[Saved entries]
- - - - - - -
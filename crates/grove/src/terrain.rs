//! Deterministic synthetic terrain and per-tree growth attributes.
//!
//! Terrain is a pure function of absolute position — no noise tables, no
//! hidden state — so a layout can be resampled at any time and produce the
//! same attributes. The only randomness in the whole model is the
//! maturity-age jitter, and that takes an injected RNG so callers control
//! reproducibility.

use crate::geom::Point;
use rand::Rng;
use serde::{Deserialize, Serialize};

/// Soil classes of the synthetic terrain.
#[derive(Clone, Copy, Debug, PartialEq, Eq, Serialize, Deserialize)]
#[serde(rename_all = "lowercase")]
pub enum SoilType {
    Clay,
    Loam,
    Sandy,
    Silt,
}

impl SoilType {
    /// Growth multiplier of the soil class.
    #[inline]
    pub fn factor(self) -> f64 {
        match self {
            SoilType::Clay => 0.7,
            SoilType::Loam => 1.0,
            SoilType::Sandy => 0.8,
            SoilType::Silt => 0.9,
        }
    }
}

/// Terrain attributes at one position.
#[derive(Clone, Copy, Debug, PartialEq, Serialize, Deserialize)]
#[serde(rename_all = "camelCase")]
pub struct TerrainSample {
    /// Meters, a ±10 m rolling field around a 100 m datum.
    pub elevation: f64,
    pub soil_type: SoilType,
    /// Fraction of full sun in [0, 1].
    pub sun_exposure: f64,
}

/// Sample the terrain at an absolute position.
pub fn sample(p: Point) -> TerrainSample {
    let elevation = (p.x / 50.0).sin() * (p.y / 50.0).cos() * 10.0 + 100.0;
    // rem_euclid keeps the band index total for negative coordinates.
    let soil_type = match ((p.x + p.y).floor() as i64).rem_euclid(4) {
        0 => SoilType::Clay,
        1 => SoilType::Loam,
        2 => SoilType::Sandy,
        _ => SoilType::Silt,
    };
    let sun_exposure = ((p.x / 100.0).sin() * 0.5 + 0.5).clamp(0.0, 1.0);
    TerrainSample {
        elevation,
        soil_type,
        sun_exposure,
    }
}

/// A planted tree: position, terrain, and derived growth attributes.
#[derive(Clone, Copy, Debug, PartialEq, Serialize, Deserialize)]
#[serde(rename_all = "camelCase")]
pub struct TreePoint {
    pub position: Point,
    pub terrain: TerrainSample,
    /// Relative growth speed in [0.5, 1.0].
    pub growth_rate: f64,
    /// Years to maturity: 5 plus up to 2 years of jitter.
    pub maturity_age: f64,
    /// Liters per day.
    pub water_requirement: f64,
}

impl TreePoint {
    /// Derive a tree at `position`. The jitter comes from the injected
    /// `rng`, so identical RNG states reproduce identical trees.
    pub fn grow<R: Rng>(position: Point, rng: &mut R) -> Self {
        let terrain = sample(position);
        let growth_rate = 0.5 + terrain.sun_exposure * 0.5 * terrain.soil_type.factor();
        let water_requirement = 50.0 + terrain.elevation / 10.0;
        let maturity_age = 5.0 + rng.gen_range(0.0..2.0);
        Self {
            position,
            terrain,
            growth_rate,
            maturity_age,
            water_requirement,
        }
    }
}

#[cfg(test)]
mod tests {
    use super::*;
    use rand::rngs::StdRng;
    use rand::SeedableRng;

    #[test]
    fn sampling_is_pure() {
        let p = Point::new(123.4, 56.7);
        assert_eq!(sample(p), sample(p));
    }

    #[test]
    fn soil_bands_cycle_with_position() {
        assert_eq!(sample(Point::new(0.0, 0.0)).soil_type, SoilType::Clay);
        assert_eq!(sample(Point::new(1.0, 0.0)).soil_type, SoilType::Loam);
        assert_eq!(sample(Point::new(1.0, 1.0)).soil_type, SoilType::Sandy);
        assert_eq!(sample(Point::new(2.0, 1.0)).soil_type, SoilType::Silt);
        assert_eq!(sample(Point::new(2.0, 2.0)).soil_type, SoilType::Clay);
        // Total for negative coordinates.
        assert_eq!(sample(Point::new(-1.0, 0.0)).soil_type, SoilType::Silt);
    }

    #[test]
    fn elevation_and_sun_stay_in_range() {
        for i in 0..200 {
            let p = Point::new(i as f64 * 7.3, i as f64 * 3.1 - 300.0);
            let s = sample(p);
            assert!((90.0..=110.0).contains(&s.elevation));
            assert!((0.0..=1.0).contains(&s.sun_exposure));
        }
    }

    #[test]
    fn growth_attributes_follow_the_sample() {
        let p = Point::new(40.0, 10.0);
        let s = sample(p);
        let mut rng = StdRng::seed_from_u64(7);
        let tree = TreePoint::grow(p, &mut rng);
        assert_eq!(tree.terrain, s);
        let want_growth = 0.5 + s.sun_exposure * 0.5 * s.soil_type.factor();
        assert!((tree.growth_rate - want_growth).abs() < 1e-12);
        assert!((tree.water_requirement - (50.0 + s.elevation / 10.0)).abs() < 1e-12);
        assert!((5.0..7.0).contains(&tree.maturity_age));
    }

    #[test]
    fn jitter_is_reproducible_from_the_rng_state() {
        let p = Point::new(40.0, 10.0);
        let a = TreePoint::grow(p, &mut StdRng::seed_from_u64(7));
        let b = TreePoint::grow(p, &mut StdRng::seed_from_u64(7));
        assert_eq!(a, b);
        let c = TreePoint::grow(p, &mut StdRng::seed_from_u64(8));
        assert!((a.maturity_age - c.maturity_age).abs() > 0.0);
    }
}
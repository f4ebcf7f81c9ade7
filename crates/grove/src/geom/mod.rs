//! 2D land-boundary geometry kernel.
//!
//! Purpose
//! - Single home for area/perimeter/membership/distance and the canonical
//!   inward offset, so every consumer (layout, planner, capture previews)
//!   computes identical numbers for identical inputs.
//!
//! Why one kernel
//! - Offsetting in particular is easy to reimplement slightly differently
//!   at each call site, and different offsets mean different plantable
//!   areas for the same boundary. Keeping the bisector-miter offset here
//!   makes the buffered boundary a single well-defined derivation.
//!
//! Conventions
//! - A polygon is an ordered `&[Point]` with an implicit closing edge from
//!   the last vertex back to the first; either winding is accepted.
//! - Inputs are assumed pre-validated by the capture layer (finite, inside
//!   the viewport). The kernel never re-checks canvas bounds and never
//!   panics on short vertex lists; it returns zero/empty/flagged values.

pub mod offset;
pub mod polygon;
pub mod rand;
mod types;

pub use offset::{offset_polygon, BufferedBoundary};
pub use polygon::{
    area, bounding_box, distance_point_to_segment, min_edge_distance, perimeter,
    point_in_polygon, signed_area,
};
pub use types::{GeomCfg, Point, Spacing};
- - - - - - -
- **Action item**
All lines above that contain the word "negative" are to be copied.

- **Answer space**
    // rem_euclid keeps the band index total for negative coordinates.
        // Total for negative coordinates.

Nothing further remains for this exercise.